Reputation: 2391
I come from a Java background and I have started learning Ruby on Rails. Consider the following code mentioned in http://guides.rubyonrails.org/active_record_basics.html
class Product < ActiveRecord::Base
end
The guide mentions that this creates a model Product mapped to a table products (using the pluralized mechanism of ruby). It also mentions, 'By doing this you'll also have the ability to map the columns of each row in that table with the attributes of the instances of your model.'
But we did not declare any attributes inside the model Product. How does it know what are its attributes?
One assumption: Every attribute of table is made as an attribute of model. Is it true? Then, do we create the SQL table first? If I change the table later on (adding new columns, say) does it also change my model dynamically?
Upvotes: 6
Views: 3443
Reputation: 9485
The important distinction is that we're talking about ActiveRecord models, i. e. subclasses (direct and indirect) of ActiveRecord::Base
, those that use its persistence mechanism. The following is not true for Rails models in general. But then again, for non-AR models the question makes no sense :)

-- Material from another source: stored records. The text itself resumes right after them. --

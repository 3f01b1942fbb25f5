//! Background task management
//!
//! Long-running tasks are registered here so they share one shutdown token
//! and are awaited together on shutdown.

use futures::FutureExt;
use std::fmt;
use std::panic::AssertUnwindSafe;
use tokio::task::JoinHandle;
use tokio_util::sync::CancellationToken;

#[derive(Debug, Clone, Copy, PartialEq, Eq)]
pub enum TaskKind {
    /// Processes work until shutdown (print queue)
    Worker,
    /// Reacts to broadcast events
    Listener,
}

impl fmt::Display for TaskKind {
    fn fmt(&self, f: &mut fmt::Formatter<'_>) -> fmt::Result {
        match self {
            TaskKind::Worker => write!(f, "Worker"),
            TaskKind::Listener => write!(f, "Listener"),
        }
    }
}

struct RegisteredTask {
    name: &'static str,
    kind: TaskKind,
    handle: JoinHandle<()>,
}

/// Registry of spawned background tasks
pub struct BackgroundTasks {
    tasks: Vec<RegisteredTask>,
    shutdown: CancellationToken,
}

impl BackgroundTasks {
    pub fn new() -> Self {
        Self {
            tasks: Vec::new(),
            shutdown: CancellationToken::new(),
        }
    }

    /// Token the tasks watch for shutdown
    pub fn shutdown_token(&self) -> CancellationToken {
        self.shutdown.clone()
    }

    /// Spawn a task; a panic is caught and logged instead of vanishing
    pub fn spawn<F>(&mut self, name: &'static str, kind: TaskKind, future: F)
    where
        F: std::future::Future<Output = ()> + Send + 'static,
    {
        let shutdown = self.shutdown.clone();
        let wrapped = async move {
            match AssertUnwindSafe(future).catch_unwind().await {
                Ok(()) if shutdown.is_cancelled() => {}
                Ok(()) => {
                    tracing::warn!(task = %name, kind = %kind, "Background task stopped unexpectedly");
                }
                Err(panic) => {
                    let message = panic
                        .downcast_ref::<&str>()
                        .map(|s| s.to_string())
                        .or_else(|| panic.downcast_ref::<String>().cloned())
                        .unwrap_or_else(|| "unknown panic".into());
                    tracing::error!(task = %name, kind = %kind, panic = %message, "Background task panicked");
                }
            }
        };

        let handle = tokio::spawn(wrapped);
        tracing::debug!(task = %name, kind = %kind, "Background task registered");
        self.tasks.push(RegisteredTask { name, kind, handle });
    }

    pub fn len(&self) -> usize {
        self.tasks.len()
    }

    pub fn is_empty(&self) -> bool {
        self.tasks.is_empty()
    }

    pub fn log_summary(&self) {
        let workers = self
            .tasks
            .iter()
            .filter(|t| t.kind == TaskKind::Worker)
            .count();
        tracing::info!(
            total = self.tasks.len(),
            workers,
            listeners = self.tasks.len() - workers,
            "Background tasks running"
        );
    }

    /// Cancel every task and wait for it to finish
    pub async fn shutdown(self) {
        tracing::info!(tasks = self.tasks.len(), "Stopping background tasks");
        self.shutdown.cancel();

        for task in self.tasks {
            if let Err(e) = task.handle.await {
                tracing::error!(task = %task.name, error = ?e, "Background task failed");
            }
        }
        tracing::info!("Background tasks stopped");
    }
}

impl Default for BackgroundTasks {
    fn default() -> Self {
        Self::new()
    }
}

Every attribute of table is made as an attribute of model. Is it true?
Yes.
Then, do we create the SQL table first?
Exactly. rails g model
creates a model file and a migration that contains a declaration for a table behind the model. So before using your model, you have to run the migration first.
If I change the table later on (adding new columns, say) does it also change my model dynamically?
Now that's tricky. It's most certainly true if the application is reloaded after the changes (e. g. in development mode this happens every now and then), since the model class will be reconstructed. So the answer is yes, most of the time.
This is, however, only about the internal structures of the model class (visible in e. g. Model.columns
) you don't always have to care about. When fetching data, all the columns of the result set will be mapped to attributes of the model objects. So this keeps even custom columns you specify in SELECT
s:
Thing.select(:id, "1 AS one").first.attributes
#> SELECT "things"."id", 1 AS one FROM "things" ORDER BY "things"."id" ASC LIMIT 1
# => {"id"=>1, "one"=>1}
Upvotes: 6
Reputation: 76774
It works like this:
class Product < ActiveRecord::Base
Product
is subclassed to ActiveRecord::Base
(you know subclassing from Java, right?).
ActiveRecord::Base
can be seen here:
Active Record objects don't specify their attributes directly, but rather infer them from # the table definition with which they're linked. Adding, removing, and changing attributes # and their type is done directly in the database. Any change is instantly reflected in the # Active Record objects. The mapping that binds a given Active Record class to a certain # database table will happen automatically in most common cases, but can be overwritten for the uncommon ones.
You can read through the other code; in short, it means that ActiveRecord uses the SQL schema to populate the respective attributes.
--
Because your model
is a Class
, ActiveRecord
will basically create a series of setter/getter
instance methods with the values from your db.
When you invoke said class, ActiveRecord::Base
will populate the respective instance methods with the values in your db, allowing you to call @product.name
etc.
Upvotes: 5
Reputation: 550
You only have to declare specific attributes in a migration (which creates the tables). Otherwise, ActiveRecord makes a some key assumptions:
name of the table = lowercase version of class name = products
primary key = id
Then it can use raw SQL when it starts the connection to get a list of attributes from the table:
DESCRIBE table products;
This gives it a full listing of the fields in the table. It sets up attributes in each instance of the class based on these fields.
Upvotes: 0
Reputation: 59232
Models in rails are just an easy way of binding the data from the database. Model is the data.
A model represents a table and will have all the columns of that table as its attributes.
The model in point is Product
. By rails conventions, this model is directly mapped to products
table in the database and will have all the attributes that the table has as its columns.
Models and tables are interlinked and models serve as an easy abstract layer over the actual data to provide ease of work and additional validations and stuff like that.